## YOUR TASK
How many lines in these entries contain the string "MemoryBackend"? Reply with the number alone.

[Collected data entries]
________________________________________

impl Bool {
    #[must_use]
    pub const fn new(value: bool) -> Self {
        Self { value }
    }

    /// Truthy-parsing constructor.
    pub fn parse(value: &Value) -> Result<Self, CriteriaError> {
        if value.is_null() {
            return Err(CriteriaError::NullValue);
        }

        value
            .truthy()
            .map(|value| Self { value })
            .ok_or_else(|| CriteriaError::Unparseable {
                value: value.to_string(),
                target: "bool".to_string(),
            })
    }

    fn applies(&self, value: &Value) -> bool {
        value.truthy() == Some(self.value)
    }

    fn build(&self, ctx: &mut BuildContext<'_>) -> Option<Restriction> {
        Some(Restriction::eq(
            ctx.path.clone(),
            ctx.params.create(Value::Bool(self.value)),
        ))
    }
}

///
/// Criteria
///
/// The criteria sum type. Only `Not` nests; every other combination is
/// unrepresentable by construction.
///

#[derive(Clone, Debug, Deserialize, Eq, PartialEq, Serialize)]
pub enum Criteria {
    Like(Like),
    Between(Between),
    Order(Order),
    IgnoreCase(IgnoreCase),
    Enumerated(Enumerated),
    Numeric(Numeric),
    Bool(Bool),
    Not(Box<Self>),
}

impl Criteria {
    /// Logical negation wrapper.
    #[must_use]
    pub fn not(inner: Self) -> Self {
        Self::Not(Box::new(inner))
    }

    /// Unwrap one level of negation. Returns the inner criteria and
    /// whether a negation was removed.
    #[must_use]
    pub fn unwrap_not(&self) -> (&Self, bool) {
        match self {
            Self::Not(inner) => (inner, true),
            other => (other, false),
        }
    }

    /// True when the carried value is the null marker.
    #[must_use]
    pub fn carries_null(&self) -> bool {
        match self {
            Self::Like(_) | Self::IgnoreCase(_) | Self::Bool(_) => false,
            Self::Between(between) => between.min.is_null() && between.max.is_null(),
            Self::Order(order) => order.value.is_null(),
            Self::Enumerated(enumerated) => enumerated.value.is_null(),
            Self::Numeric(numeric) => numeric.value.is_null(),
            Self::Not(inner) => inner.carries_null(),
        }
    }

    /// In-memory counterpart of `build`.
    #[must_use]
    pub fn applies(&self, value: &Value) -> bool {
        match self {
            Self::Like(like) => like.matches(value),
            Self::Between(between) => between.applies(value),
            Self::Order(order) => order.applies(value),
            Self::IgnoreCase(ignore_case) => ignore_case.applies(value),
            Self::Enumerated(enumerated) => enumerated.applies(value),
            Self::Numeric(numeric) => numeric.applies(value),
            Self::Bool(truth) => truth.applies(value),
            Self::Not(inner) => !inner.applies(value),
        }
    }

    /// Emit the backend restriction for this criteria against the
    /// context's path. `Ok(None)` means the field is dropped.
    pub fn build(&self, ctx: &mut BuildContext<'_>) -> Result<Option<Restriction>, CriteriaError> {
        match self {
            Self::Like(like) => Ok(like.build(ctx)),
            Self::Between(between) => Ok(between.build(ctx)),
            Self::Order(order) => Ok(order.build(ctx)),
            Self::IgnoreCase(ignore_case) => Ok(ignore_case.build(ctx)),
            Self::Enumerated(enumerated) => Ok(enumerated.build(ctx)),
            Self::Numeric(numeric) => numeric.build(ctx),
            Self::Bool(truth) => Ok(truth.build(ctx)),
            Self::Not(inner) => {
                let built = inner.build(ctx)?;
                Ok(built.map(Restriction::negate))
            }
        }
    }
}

________________________________________

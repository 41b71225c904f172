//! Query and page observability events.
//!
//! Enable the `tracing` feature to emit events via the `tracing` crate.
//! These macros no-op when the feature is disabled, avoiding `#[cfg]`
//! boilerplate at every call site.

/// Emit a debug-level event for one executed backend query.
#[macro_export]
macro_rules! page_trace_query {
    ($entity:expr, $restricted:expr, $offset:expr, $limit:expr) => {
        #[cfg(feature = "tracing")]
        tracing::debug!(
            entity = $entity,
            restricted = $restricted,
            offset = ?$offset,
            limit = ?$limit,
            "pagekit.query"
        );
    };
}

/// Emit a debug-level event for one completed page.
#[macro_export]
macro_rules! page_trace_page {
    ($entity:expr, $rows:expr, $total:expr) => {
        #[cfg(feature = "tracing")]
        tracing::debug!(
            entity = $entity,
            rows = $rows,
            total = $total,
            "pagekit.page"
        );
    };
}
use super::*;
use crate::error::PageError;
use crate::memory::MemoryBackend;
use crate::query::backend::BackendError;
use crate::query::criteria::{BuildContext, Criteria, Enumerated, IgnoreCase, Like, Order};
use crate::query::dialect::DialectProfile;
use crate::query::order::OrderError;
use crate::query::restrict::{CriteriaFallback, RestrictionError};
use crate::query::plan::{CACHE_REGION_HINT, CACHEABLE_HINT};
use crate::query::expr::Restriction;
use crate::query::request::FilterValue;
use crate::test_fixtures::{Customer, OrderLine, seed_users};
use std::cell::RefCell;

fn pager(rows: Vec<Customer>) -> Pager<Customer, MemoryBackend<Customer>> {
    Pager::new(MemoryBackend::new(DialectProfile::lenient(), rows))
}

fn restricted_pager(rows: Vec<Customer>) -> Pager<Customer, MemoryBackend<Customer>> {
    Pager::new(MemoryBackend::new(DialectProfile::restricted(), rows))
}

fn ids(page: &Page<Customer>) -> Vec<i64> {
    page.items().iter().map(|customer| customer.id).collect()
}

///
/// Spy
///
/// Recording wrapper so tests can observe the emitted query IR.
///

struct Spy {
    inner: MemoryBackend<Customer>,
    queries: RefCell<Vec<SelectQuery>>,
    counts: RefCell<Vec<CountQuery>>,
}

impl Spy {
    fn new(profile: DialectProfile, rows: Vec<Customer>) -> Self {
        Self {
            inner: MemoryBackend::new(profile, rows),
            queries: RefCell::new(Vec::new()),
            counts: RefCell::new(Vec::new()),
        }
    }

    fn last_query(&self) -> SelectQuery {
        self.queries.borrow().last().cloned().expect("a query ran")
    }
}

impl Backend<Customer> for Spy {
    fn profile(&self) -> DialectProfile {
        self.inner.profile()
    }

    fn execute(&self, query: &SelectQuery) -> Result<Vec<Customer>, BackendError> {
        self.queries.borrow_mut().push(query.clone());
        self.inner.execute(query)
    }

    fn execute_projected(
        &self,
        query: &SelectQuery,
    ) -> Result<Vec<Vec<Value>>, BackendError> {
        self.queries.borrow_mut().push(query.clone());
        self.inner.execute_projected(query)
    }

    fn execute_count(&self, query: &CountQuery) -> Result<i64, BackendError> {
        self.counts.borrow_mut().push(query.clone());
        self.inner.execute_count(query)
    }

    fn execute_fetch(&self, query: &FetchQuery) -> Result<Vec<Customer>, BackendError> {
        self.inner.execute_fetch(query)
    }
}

________________________________________

## ANSWER
7